Statistical analysis. Statistical analyses were performed using JMP 11.2.0. software (SAS, Campus Drive, Cary, NC, USA). Data are presented as the median±standard deviation (SD). Statistical significance was defined as p<0.05. The significance of the relationships between each group and clinicopathological variables was analysed using the Mann–Whitney U-test and Fisher's exact test. Survival curves were calculated using the Kaplan–Meier method, and the differences were compared using the log-rank test. To identify independent factors that influenced overall survival, variables identified as p<0.10 by univariate analysis were included in the multivariate analysis using the Cox proportional hazards model.
Results
Clinicopathological characteristics of conversion cases. In all 42 patients with unresectable multiple CRLM, oxaliplatin- or irinotecan-based chemotherapies were applied, and FOLFOXIRI was administered to 18 patients. Consequently, the total conversion rate was 48.1%, and conversion cases had a better prognosis compared with non-conversion cases, with a 3-year survival rate of 67.7% (Figure 1). Regarding the clinicopathological characteristics of conversion cases, MDN under 70 and liver limited disease (LLD) were identified as significant tumour characteristics. The induction of FOLFOXIRI significantly enhanced the likelihood of conversion surgery (Table I). In our series, there were no significant differences in the primary tumour location and lymph node (LN) metastasis.

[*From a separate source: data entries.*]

//! Core domain types for chatpulse
//!
//! ## Terminology
//!
//! | Term | Definition |
//! |------|------------|
//! | **Session** | One continuous chat conversation, keyed by a caller-supplied id |
//! | **Turn** | A user question and the bot answer that follows it |
//! | **Response source** | Where a bot answer came from: the FAQ base or the completion model |
//! | **Day bucket** | Counters for all sessions that ended on one calendar day |
//! | **Feedback** | A 1-5 rating a visitor left, with an optional comment |
//!
//! Client addresses and user agents never appear in these types in raw form;
//! see [`privacy_hash`].

use crate::topics::Topic;
use chrono::{DateTime, NaiveDate, Utc};
use serde::{Deserialize, Serialize};
use sha2::{Digest, Sha256};
use std::collections::{BTreeMap, BTreeSet};

// ============================================
// Roles and sources
// ============================================

/// Who wrote a chat message.
#[derive(Debug, Clone, Copy, PartialEq, Eq, Hash, Serialize, Deserialize)]
#[serde(rename_all = "snake_case")]
pub enum Role {
    /// The visitor
    User,
    /// The assistant, whether it answered from the FAQ or the model
    Bot,
}

impl Role {
    pub fn as_str(&self) -> &'static str {
        match self {
            Role::User => "user",
            Role::Bot => "bot",
        }
    }
}

impl std::str::FromStr for Role {
    type Err = String;

    fn from_str(s: &str) -> Result<Self, Self::Err> {
        match s {
            "user" => Ok(Role::User),
            "bot" => Ok(Role::Bot),
            _ => Err(format!("unknown role: {}", s)),
        }
    }
}

/// Origin of a message.
#[derive(Debug, Clone, Copy, PartialEq, Eq, Hash, Serialize, Deserialize)]
#[serde(rename_all = "snake_case")]
pub enum ResponseSource {
    /// Served from the knowledge base
    Faq,
    /// Served by the external completion model
    Ai,
    /// The completion model failed; the visitor got a fallback
    Error,
    /// Written by the visitor
    User,
}

impl ResponseSource {
    pub fn as_str(&self) -> &'static str {
        match self {
            ResponseSource::Faq => "faq",
            ResponseSource::Ai => "ai",
            ResponseSource::Error => "error",
            ResponseSource::User => "user",
        }
    }
}

impl std::fmt::Display for ResponseSource {
    fn fmt(&self, f: &mut std::fmt::Formatter<'_>) -> std::fmt::Result {
        write!(f, "{}", self.as_str())
    }
}

impl std::str::FromStr for ResponseSource {
    type Err = String;

    fn from_str(s: &str) -> Result<Self, Self::Err> {
        match s {
            "faq" => Ok(ResponseSource::Faq),
            "ai" => Ok(ResponseSource::Ai),
            "error" => Ok(ResponseSource::Error),
            "user" => Ok(ResponseSource::User),
            _ => Err(format!("unknown response source: {}", s)),
        }
    }
}

/// Bot answers per source.
#[derive(Debug, Clone, Copy, Default, PartialEq, Eq, Serialize, Deserialize)]
pub struct SourceTally {
    pub faq: u64,
    pub ai: u64,
    #[serde(default)]
    pub error: u64,
}

impl SourceTally {
    /// Count one bot answer. `User` is not a bot source and is ignored.
    pub fn record(&mut self, source: ResponseSource) {
        match source {
            ResponseSource::Faq => self.faq += 1,
            ResponseSource::Ai => self.ai += 1,
            ResponseSource::Error => self.error += 1,
            ResponseSource::User => {}
        }
    }

    pub fn add(&mut self, other: &SourceTally) {
        self.faq += other.faq;
        self.ai += other.ai;
        self.error += other.error;
    }

    pub fn total(&self) -> u64 {
        self.faq + self.ai + self.error
    }
}

// ============================================
// Session
// ============================================

/// A live conversation.
///
/// Only exists between session start and end; never persisted.
#[derive(Debug, Clone, PartialEq, Eq, Serialize, Deserialize)]
#[serde(rename_all = "camelCase")]
pub struct Session {
    pub id: String,
    pub start_time: DateTime<Utc>,
    pub message_count: u64,
    pub response_tally: SourceTally,
    pub topics: BTreeSet<Topic>,
    /// Most recent rating left during this session
    pub satisfaction: Option<u8>,
    pub user_agent_hash: String,
    pub ip_hash: String,
}

impl Session {
    pub fn new(
        id: impl Into<String>,
        start_time: DateTime<Utc>,
        user_agent: &str,
        client_address: &str,
    ) -> Self {
        Self {
            id: id.into(),
            start_time,
            message_count: 0,
            response_tally: SourceTally::default(),
            topics: BTreeSet::new(),
            satisfaction: None,
            user_agent_hash: privacy_hash(user_agent),
            ip_hash: privacy_hash(client_address),
        }
    }

    /// Seconds between start and `now`, never negative.
    pub fn duration_secs(&self, now: DateTime<Utc>) -> i64 {
        now.signed_duration_since(self.start_time)
            .num_seconds()
            .max(0)
    }
}

/// Returns a 32-character hex digest of SHA-256(value).
///
/// Used for client addresses and user agents so sessions can be told apart
/// without holding the raw values.
pub fn privacy_hash(value: &str) -> String {
    let mut hasher = Sha256::new();
    hasher.update(value.as_bytes());
    let result = hasher.finalize();

    // Take first 16 bytes (32 hex chars)
    hex::encode(&result[..16])
}

// ============================================
// Day bucket
// ============================================

/// Counters for every session that ended on one calendar day.
#[derive(Debug, Clone, Default, PartialEq, Eq, Serialize, Deserialize)]
#[serde(rename_all = "camelCase")]
pub struct DayBucket {
    pub total_sessions: u64,
    pub total_messages: u64,
    pub source_distribution: SourceTally,
    /// In the order sessions ended
    pub satisfaction_ratings: Vec<u8>,
    pub topic_distribution: BTreeMap<Topic, u64>,
}

impl DayBucket {
    /// Fold a finished session into the bucket.
    pub fn absorb(&mut self, session: &Session) {
        self.total_sessions += 1;
        self.total_messages += session.message_count;
        self.source_distribution.add(&session.response_tally);
        if let Some(rating) = session.satisfaction {
            self.satisfaction_ratings.push(rating);
        }
        for topic in &session.topics {
            *self.topic_distribution.entry(*topic).or_insert(0) += 1;
        }
    }
}

// ============================================
// Feedback and popular questions
// ============================================

/// One rating event. Never mutated after it is recorded.
#[derive(Debug, Clone, PartialEq, Eq, Serialize, Deserialize)]
#[serde(rename_all = "camelCase")]
pub struct FeedbackRecord {
    pub session_id: String,
    pub rating: u8,
    #[serde(default, skip_serializing_if = "Option::is_none")]
    pub comment: Option<String>,
    pub source: ResponseSource,
    pub timestamp: DateTime<Utc>,
    /// Topics of the session when the rating was left
    pub topics: BTreeSet<Topic>,
}

/// A normalized question and how often it was asked.
#[derive(Debug, Clone, PartialEq, Eq, Serialize, Deserialize)]
pub struct PopularQuestion {
    pub question: String,
    pub count: u64,
}

/// A topic and how many sessions touched it.
#[derive(Debug, Clone, PartialEq, Eq, Serialize, Deserialize)]
pub struct TopicCount {
    pub topic: Topic,
    pub count: u64,
}

/// What a retention pass removed.
#[derive(Debug, Clone, Copy, Default, PartialEq, Eq, Serialize)]
#[serde(rename_all = "camelCase")]
pub struct CleanupReport {
    /// Oldest day kept; `None` when the window reached past the earliest date
    pub cutoff: Option<NaiveDate>,
    pub buckets_removed: usize,
    pub feedback_removed: usize,
    pub questions_trimmed: usize,
}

Prognostic factor of conversion cases. In 22 conversion cases, univariate analysis revealed that the induction of FOLFOXIRI was a significant prognostic factor. When the induction of FOLFOXIRI was entered in a proportional hazard model along with MDN under 70 and combination treatment with an anti-VEGF agent, only the induction of FOLFOXIRI was a good independent prognostic factor (hazard ratio=0.1010, p=0.0016) (Table II). In addition, MDN under 70 tended towards a good independent prognostic factor (hazard ratio=0.2470, p=0.0635).
Clinicopathological characteristics of patients with conversion surgery.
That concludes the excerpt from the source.